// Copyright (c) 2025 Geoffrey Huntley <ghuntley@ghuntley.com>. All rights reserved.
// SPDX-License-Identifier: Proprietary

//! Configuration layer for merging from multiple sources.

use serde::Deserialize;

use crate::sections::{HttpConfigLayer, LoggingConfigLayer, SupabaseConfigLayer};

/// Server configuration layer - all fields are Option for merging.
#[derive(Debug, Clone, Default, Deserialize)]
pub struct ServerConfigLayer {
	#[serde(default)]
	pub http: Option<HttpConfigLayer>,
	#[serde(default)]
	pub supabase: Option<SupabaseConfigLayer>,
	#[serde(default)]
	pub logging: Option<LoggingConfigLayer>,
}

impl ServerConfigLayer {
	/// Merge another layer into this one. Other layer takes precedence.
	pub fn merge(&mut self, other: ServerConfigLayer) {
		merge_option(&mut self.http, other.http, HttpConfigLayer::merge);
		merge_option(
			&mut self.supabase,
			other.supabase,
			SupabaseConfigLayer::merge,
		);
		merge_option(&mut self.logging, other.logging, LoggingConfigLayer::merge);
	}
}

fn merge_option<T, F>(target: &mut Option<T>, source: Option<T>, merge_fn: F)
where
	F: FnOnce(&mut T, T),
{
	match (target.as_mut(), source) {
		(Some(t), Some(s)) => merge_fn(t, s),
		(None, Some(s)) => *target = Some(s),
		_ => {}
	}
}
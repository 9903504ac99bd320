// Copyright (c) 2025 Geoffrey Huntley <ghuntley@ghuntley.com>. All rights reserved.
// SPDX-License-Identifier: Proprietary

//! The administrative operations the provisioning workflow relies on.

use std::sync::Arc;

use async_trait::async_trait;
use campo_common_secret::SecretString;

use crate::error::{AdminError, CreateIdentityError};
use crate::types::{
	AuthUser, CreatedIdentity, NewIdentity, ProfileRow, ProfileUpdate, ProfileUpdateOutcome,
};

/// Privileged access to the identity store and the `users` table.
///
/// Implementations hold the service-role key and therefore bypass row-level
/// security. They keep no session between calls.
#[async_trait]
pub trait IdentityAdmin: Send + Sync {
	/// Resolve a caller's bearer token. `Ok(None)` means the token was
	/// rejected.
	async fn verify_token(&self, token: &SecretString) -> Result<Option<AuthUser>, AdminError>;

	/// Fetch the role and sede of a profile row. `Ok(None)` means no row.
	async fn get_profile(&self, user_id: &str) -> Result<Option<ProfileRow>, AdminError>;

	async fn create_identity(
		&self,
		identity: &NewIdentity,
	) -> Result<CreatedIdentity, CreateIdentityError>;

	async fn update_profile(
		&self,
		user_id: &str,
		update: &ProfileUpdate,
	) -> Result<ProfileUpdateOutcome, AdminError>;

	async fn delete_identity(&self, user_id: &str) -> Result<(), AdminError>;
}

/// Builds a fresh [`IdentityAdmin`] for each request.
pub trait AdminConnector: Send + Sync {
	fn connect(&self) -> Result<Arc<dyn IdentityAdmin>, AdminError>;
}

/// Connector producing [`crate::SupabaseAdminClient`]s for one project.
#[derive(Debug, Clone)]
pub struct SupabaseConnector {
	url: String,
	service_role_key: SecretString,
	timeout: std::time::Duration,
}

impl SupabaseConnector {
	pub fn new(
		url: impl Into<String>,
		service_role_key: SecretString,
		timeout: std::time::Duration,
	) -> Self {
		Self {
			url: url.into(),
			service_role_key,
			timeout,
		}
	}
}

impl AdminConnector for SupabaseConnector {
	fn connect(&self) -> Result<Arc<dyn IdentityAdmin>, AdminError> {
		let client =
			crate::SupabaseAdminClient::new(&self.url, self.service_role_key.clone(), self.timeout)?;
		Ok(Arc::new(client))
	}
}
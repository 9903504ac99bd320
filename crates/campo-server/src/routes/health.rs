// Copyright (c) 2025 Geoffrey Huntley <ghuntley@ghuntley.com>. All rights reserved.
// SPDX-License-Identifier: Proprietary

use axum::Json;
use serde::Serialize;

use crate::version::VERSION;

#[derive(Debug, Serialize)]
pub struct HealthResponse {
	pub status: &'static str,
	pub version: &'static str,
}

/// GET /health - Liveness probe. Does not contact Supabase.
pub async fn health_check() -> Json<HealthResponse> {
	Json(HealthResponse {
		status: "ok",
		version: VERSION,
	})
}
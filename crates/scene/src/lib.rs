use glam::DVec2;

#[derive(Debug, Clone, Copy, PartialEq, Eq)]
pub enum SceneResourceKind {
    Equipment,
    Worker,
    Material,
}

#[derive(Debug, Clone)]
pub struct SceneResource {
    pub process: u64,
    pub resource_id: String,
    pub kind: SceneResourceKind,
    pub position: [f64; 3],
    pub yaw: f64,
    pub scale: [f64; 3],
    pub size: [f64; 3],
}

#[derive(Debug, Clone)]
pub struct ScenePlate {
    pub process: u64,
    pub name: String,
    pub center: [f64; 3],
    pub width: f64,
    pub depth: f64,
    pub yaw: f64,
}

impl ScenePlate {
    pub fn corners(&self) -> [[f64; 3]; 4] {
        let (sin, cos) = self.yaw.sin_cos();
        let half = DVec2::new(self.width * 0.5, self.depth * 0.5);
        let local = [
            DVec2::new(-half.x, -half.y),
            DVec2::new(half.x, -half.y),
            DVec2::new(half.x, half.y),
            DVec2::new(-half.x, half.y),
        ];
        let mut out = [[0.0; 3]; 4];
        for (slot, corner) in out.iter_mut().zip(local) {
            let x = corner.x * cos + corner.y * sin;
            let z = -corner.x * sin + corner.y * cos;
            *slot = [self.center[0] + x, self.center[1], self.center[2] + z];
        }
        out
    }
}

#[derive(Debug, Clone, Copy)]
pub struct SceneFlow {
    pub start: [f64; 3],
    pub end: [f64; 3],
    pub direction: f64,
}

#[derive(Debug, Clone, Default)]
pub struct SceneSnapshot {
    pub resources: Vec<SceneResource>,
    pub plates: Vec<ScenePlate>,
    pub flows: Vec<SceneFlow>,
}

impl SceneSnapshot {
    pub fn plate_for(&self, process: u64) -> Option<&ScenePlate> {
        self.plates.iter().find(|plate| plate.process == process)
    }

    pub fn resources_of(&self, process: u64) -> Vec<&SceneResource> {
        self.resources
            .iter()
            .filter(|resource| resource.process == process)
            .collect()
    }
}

********************

Repeat, exactly and only, the lines from the beginning of the material through the line that contains "layer takes precedence.".

* [Solution to the problem]:
// Copyright (c) 2025 Geoffrey Huntley <ghuntley@ghuntley.com>. All rights reserved.
// SPDX-License-Identifier: Proprietary

//! Configuration layer for merging from multiple sources.

use serde::Deserialize;

use crate::sections::{HttpConfigLayer, LoggingConfigLayer, SupabaseConfigLayer};

/// Server configuration layer - all fields are Option for merging.
#[derive(Debug, Clone, Default, Deserialize)]
pub struct ServerConfigLayer {
	#[serde(default)]
	pub http: Option<HttpConfigLayer>,
	#[serde(default)]
	pub supabase: Option<SupabaseConfigLayer>,
	#[serde(default)]
	pub logging: Option<LoggingConfigLayer>,
}

impl ServerConfigLayer {
	/// Merge another layer into this one. Other layer takes precedence.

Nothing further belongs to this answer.